» What the exercise asks: Each line in the data holding "GpuError" should be listed.

[[ Extracted entries, beginning ]]

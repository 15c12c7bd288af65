pub mod config;
pub mod viewer;

#[cfg(target_arch = "wasm32")]
mod canvas_overlay;
#[cfg(target_arch = "wasm32")]
mod host;
#[cfg(target_arch = "wasm32")]
mod js_session;
mod wgpu;

pub use config::{ConfigError, ViewerConfig};
pub use viewer::{
    HostEvent, HostMouseAction, TickReport, UNSUPPORTED_MESSAGE, Viewer, ViewerError, ViewerStats,
    ViewerStatus,
};
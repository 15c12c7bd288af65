use std::collections::BTreeMap;

use serde::Serialize;

/// Viewer counters, gauges and histograms.
///
/// Names are static strings (`"decode.failed"`, `"cache.entries"`, ...).
/// Sorted maps keep snapshots stable for logs and the host stats panel.
#[derive(Debug, Default, Clone, PartialEq, Eq)]
pub struct Metrics {
    counters: BTreeMap<&'static str, u64>,
    gauges: BTreeMap<&'static str, i64>,
    histograms: BTreeMap<&'static str, Histogram>,
}

#[derive(Debug, Copy, Clone, PartialEq, Eq, Default, Serialize)]
pub struct Histogram {
    pub count: u64,
    pub sum: i64,
    pub min: i64,
    pub max: i64,
}

impl Histogram {
    pub fn record(&mut self, value: i64) {
        if self.count == 0 {
            self.min = value;
            self.max = value;
        } else {
            self.min = self.min.min(value);
            self.max = self.max.max(value);
        }
        self.count += 1;
        self.sum += value;
    }

    pub fn mean(&self) -> Option<f64> {
        (self.count > 0).then(|| self.sum as f64 / self.count as f64)
    }
}

#[derive(Debug, Clone, PartialEq, Eq, Serialize)]
pub struct MetricsSnapshot {
    pub counters: BTreeMap<&'static str, u64>,
    pub gauges: BTreeMap<&'static str, i64>,
    pub histograms: BTreeMap<&'static str, Histogram>,
}

impl Metrics {
    pub fn new() -> Self {
        Self::default()
    }

    pub fn counter(&self, name: &str) -> u64 {
        self.counters.get(name).copied().unwrap_or(0)
    }

    pub fn inc(&mut self, name: &'static str) {
        self.inc_counter(name, 1);
    }

    pub fn inc_counter(&mut self, name: &'static str, by: u64) {
        *self.counters.entry(name).or_insert(0) += by;
    }

    pub fn gauge(&self, name: &str) -> Option<i64> {
        self.gauges.get(name).copied()
    }

    pub fn set_gauge(&mut self, name: &'static str, value: i64) {
        self.gauges.insert(name, value);
    }

    pub fn record_histogram(&mut self, name: &'static str, value: i64) {
        self.histograms.entry(name).or_default().record(value);
    }

    pub fn histogram(&self, name: &str) -> Option<Histogram> {
        self.histograms.get(name).copied()
    }

    pub fn snapshot(&self) -> MetricsSnapshot {
        MetricsSnapshot {
            counters: self.counters.clone(),
            gauges: self.gauges.clone(),
            histograms: self.histograms.clone(),
        }
    }
}
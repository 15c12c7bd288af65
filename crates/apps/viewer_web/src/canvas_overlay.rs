//! Color legends painted on a 2D canvas stacked over the GPU canvas.

use formats::Orientation;
use gpu::{ColorMapLayout, GpuError, Overlay2d};
use wasm_bindgen::{JsCast, JsValue};
use web_sys::{CanvasRenderingContext2d, HtmlCanvasElement};

const FONT: &str = "12px sans-serif";
const TEXT_COLOR: &str = "#ffffff";
const LABEL_GAP: f64 = 4.0;

pub struct CanvasOverlay {
    canvas: HtmlCanvasElement,
    ctx: CanvasRenderingContext2d,
}

fn js_error(value: JsValue) -> GpuError {
    GpuError::Draw(value.as_string().unwrap_or_else(|| format!("{value:?}")))
}

impl CanvasOverlay {
    pub fn from_canvas_id(canvas_id: &str) -> Result<Self, GpuError> {
        let missing = |what: &str| GpuError::Surface(format!("{what} missing"));
        let canvas = web_sys::window()
            .and_then(|w| w.document())
            .ok_or_else(|| missing("document"))?
            .get_element_by_id(canvas_id)
            .ok_or_else(|| missing("overlay canvas"))?
            .dyn_into::<HtmlCanvasElement>()
            .map_err(|_| GpuError::Surface("overlay element is not a canvas".to_string()))?;
        let ctx = canvas
            .get_context("2d")
            .map_err(js_error)?
            .ok_or_else(|| missing("2d context"))?
            .dyn_into::<CanvasRenderingContext2d>()
            .map_err(|_| GpuError::Surface("unexpected 2d context type".to_string()))?;
        Ok(Self { canvas, ctx })
    }
}

impl Overlay2d for CanvasOverlay {
    fn begin(&mut self, width: u32, height: u32) {
        if self.canvas.width() != width || self.canvas.height() != height {
            self.canvas.set_width(width);
            self.canvas.set_height(height);
        }
        self.ctx
            .clear_rect(0.0, 0.0, f64::from(width), f64::from(height));
    }

    fn draw_color_map(&mut self, layout: &ColorMapLayout) -> Result<(), GpuError> {
        let x = f64::from(layout.rect.x);
        let y = f64::from(layout.rect.y);
        let w = f64::from(layout.rect.width);
        let h = f64::from(layout.rect.height);

        // Offset 0 is the minimum: left when horizontal, bottom when vertical.
        let gradient = match layout.orientation {
            Orientation::Horizontal => self.ctx.create_linear_gradient(x, y, x + w, y),
            Orientation::Vertical => self.ctx.create_linear_gradient(x, y + h, x, y),
        };
        for stop in &layout.stops {
            gradient
                .add_color_stop(stop.offset, &stop.css())
                .map_err(js_error)?;
        }
        self.ctx.set_fill_style_canvas_gradient(&gradient);
        self.ctx.fill_rect(x, y, w, h);

        self.ctx.set_font(FONT);
        self.ctx.set_fill_style_str(TEXT_COLOR);
        for label in &layout.labels {
            let t = f64::from(label.offset);
            let (lx, ly) = match layout.orientation {
                Orientation::Horizontal => (x + t * w, y + h + LABEL_GAP),
                Orientation::Vertical => (x + w + LABEL_GAP, y + h - t * h),
            };
            match layout.orientation {
                Orientation::Horizontal => {
                    self.ctx.set_text_align("center");
                    self.ctx.set_text_baseline("top");
                }
                Orientation::Vertical => {
                    self.ctx.set_text_align("left");
                    self.ctx.set_text_baseline("middle");
                }
            }
            self.ctx.fill_text(&label.text, lx, ly).map_err(js_error)?;
        }

        if !layout.title.is_empty() {
            self.ctx.set_text_align("left");
            self.ctx.set_text_baseline("bottom");
            self.ctx
                .fill_text(&layout.title, x, y - LABEL_GAP)
                .map_err(js_error)?;
        }
        Ok(())
    }
}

[[ Extracted entries, end ]]

» Result of the task:
use gpu::{ColorMapLayout, GpuError, Overlay2d};
fn js_error(value: JsValue) -> GpuError {
    GpuError::Draw(value.as_string().unwrap_or_else(|| format!("{value:?}")))
    pub fn from_canvas_id(canvas_id: &str) -> Result<Self, GpuError> {
        let missing = |what: &str| GpuError::Surface(format!("{what} missing"));
            .map_err(|_| GpuError::Surface("overlay element is not a canvas".to_string()))?;
            .map_err(|_| GpuError::Surface("unexpected 2d context type".to_string()))?;
    fn draw_color_map(&mut self, layout: &ColorMapLayout) -> Result<(), GpuError> {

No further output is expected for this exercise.